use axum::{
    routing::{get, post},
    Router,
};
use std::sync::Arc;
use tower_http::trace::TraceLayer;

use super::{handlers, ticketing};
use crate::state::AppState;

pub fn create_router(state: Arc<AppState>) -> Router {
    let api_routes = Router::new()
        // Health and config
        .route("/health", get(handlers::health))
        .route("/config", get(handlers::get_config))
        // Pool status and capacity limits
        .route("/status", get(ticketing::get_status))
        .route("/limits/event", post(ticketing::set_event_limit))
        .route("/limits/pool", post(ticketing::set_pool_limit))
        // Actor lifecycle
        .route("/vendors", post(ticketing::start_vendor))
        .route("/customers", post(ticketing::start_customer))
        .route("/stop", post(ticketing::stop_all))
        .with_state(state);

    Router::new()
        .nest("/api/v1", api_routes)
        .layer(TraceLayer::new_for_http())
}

--

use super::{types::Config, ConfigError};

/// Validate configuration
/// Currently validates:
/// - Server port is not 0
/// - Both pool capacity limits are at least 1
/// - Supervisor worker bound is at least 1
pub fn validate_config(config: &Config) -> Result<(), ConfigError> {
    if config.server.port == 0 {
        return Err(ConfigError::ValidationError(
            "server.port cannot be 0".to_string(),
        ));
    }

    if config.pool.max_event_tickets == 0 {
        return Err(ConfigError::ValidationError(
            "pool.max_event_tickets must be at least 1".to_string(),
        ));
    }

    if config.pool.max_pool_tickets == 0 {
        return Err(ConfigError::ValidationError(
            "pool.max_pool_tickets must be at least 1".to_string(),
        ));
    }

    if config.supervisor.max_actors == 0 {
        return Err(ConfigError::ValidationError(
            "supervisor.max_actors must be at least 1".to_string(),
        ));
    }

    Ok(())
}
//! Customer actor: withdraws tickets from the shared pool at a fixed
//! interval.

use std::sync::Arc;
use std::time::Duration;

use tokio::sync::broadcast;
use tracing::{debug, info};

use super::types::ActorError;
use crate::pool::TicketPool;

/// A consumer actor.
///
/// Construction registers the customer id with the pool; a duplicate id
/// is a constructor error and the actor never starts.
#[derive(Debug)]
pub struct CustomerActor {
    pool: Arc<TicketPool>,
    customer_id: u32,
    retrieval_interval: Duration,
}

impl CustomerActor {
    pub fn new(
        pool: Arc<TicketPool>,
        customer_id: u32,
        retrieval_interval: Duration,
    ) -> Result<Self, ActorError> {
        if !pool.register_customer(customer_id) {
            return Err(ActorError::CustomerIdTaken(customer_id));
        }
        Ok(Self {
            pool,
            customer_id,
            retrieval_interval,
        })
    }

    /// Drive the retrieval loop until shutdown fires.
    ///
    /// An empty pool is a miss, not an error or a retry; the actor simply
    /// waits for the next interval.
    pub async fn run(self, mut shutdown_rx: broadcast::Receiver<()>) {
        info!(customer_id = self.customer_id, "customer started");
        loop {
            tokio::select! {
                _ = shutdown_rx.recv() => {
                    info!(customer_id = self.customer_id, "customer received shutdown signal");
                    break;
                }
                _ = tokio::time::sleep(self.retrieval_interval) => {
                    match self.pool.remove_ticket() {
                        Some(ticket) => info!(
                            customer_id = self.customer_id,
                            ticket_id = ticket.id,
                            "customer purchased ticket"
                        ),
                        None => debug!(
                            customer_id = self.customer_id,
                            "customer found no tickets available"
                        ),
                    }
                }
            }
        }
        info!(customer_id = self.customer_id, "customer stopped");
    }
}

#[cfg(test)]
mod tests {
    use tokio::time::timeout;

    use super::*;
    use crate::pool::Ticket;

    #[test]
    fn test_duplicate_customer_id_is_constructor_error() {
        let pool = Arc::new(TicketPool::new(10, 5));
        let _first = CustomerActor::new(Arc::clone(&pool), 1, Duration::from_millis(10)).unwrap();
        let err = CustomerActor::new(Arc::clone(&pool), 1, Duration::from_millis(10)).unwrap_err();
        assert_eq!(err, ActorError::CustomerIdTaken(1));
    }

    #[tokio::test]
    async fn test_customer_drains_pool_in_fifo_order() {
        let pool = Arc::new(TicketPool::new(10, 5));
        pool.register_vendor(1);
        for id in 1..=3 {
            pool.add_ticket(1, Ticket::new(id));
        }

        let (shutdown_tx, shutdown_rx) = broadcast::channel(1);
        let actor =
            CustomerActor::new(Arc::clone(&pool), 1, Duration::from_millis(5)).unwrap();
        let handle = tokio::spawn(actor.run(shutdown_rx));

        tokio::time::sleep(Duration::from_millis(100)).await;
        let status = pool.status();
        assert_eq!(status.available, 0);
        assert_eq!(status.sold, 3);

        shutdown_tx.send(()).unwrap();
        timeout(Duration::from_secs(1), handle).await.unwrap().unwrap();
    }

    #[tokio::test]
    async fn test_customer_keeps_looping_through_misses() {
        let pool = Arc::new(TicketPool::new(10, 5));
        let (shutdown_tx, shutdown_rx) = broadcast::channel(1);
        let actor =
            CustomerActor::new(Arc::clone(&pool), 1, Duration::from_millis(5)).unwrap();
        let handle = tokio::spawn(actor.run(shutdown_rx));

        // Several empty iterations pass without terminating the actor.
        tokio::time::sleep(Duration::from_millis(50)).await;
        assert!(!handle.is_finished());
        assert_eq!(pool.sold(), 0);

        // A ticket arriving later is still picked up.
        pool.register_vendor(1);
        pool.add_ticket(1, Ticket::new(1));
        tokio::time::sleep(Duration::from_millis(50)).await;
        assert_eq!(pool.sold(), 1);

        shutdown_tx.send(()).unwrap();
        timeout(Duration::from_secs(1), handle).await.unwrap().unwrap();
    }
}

--

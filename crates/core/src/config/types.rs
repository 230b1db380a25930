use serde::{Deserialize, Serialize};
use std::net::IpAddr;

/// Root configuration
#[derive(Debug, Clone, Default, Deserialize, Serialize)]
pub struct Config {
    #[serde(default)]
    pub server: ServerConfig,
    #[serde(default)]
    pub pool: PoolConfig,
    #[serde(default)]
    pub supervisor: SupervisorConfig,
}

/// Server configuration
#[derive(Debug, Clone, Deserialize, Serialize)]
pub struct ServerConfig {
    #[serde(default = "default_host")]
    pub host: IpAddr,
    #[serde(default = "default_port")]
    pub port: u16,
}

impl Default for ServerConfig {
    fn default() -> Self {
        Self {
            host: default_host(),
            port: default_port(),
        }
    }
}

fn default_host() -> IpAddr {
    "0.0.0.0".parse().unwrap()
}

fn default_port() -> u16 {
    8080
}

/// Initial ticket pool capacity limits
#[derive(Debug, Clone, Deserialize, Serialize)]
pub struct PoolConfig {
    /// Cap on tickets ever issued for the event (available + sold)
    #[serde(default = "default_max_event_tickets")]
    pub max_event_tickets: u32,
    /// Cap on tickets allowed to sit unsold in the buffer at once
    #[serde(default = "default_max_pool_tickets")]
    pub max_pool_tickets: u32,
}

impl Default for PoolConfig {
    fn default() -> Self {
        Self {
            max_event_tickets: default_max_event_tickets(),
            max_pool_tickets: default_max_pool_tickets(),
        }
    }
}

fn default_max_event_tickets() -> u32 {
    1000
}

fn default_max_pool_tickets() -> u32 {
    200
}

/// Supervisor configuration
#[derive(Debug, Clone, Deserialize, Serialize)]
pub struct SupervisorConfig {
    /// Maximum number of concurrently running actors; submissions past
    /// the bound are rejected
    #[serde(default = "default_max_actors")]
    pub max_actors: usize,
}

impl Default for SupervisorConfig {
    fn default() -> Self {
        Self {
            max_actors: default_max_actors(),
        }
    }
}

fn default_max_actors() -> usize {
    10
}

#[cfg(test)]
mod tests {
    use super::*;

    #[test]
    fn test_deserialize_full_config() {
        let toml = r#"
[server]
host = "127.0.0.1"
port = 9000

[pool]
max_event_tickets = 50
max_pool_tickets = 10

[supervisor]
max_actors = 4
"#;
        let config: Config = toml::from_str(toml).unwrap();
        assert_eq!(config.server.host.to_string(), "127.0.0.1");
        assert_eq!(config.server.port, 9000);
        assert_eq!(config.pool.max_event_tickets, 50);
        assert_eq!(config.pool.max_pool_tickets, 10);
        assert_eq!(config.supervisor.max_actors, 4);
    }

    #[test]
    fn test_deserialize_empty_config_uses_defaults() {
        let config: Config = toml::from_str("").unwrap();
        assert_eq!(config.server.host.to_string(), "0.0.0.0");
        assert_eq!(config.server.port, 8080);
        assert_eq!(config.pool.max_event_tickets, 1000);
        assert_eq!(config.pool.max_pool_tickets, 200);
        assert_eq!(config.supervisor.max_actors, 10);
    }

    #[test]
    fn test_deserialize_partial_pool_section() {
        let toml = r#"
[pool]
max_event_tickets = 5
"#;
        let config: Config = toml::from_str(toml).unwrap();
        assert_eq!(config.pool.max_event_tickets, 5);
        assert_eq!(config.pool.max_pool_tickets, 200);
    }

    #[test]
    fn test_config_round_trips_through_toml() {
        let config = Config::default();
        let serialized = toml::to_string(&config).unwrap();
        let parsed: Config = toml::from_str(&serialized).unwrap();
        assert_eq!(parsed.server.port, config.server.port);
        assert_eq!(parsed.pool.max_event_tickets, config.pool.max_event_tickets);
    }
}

■ What is needed:
Give only the number of lines above that hold the string "TraceLayer".

■ Reply to the exercise:
2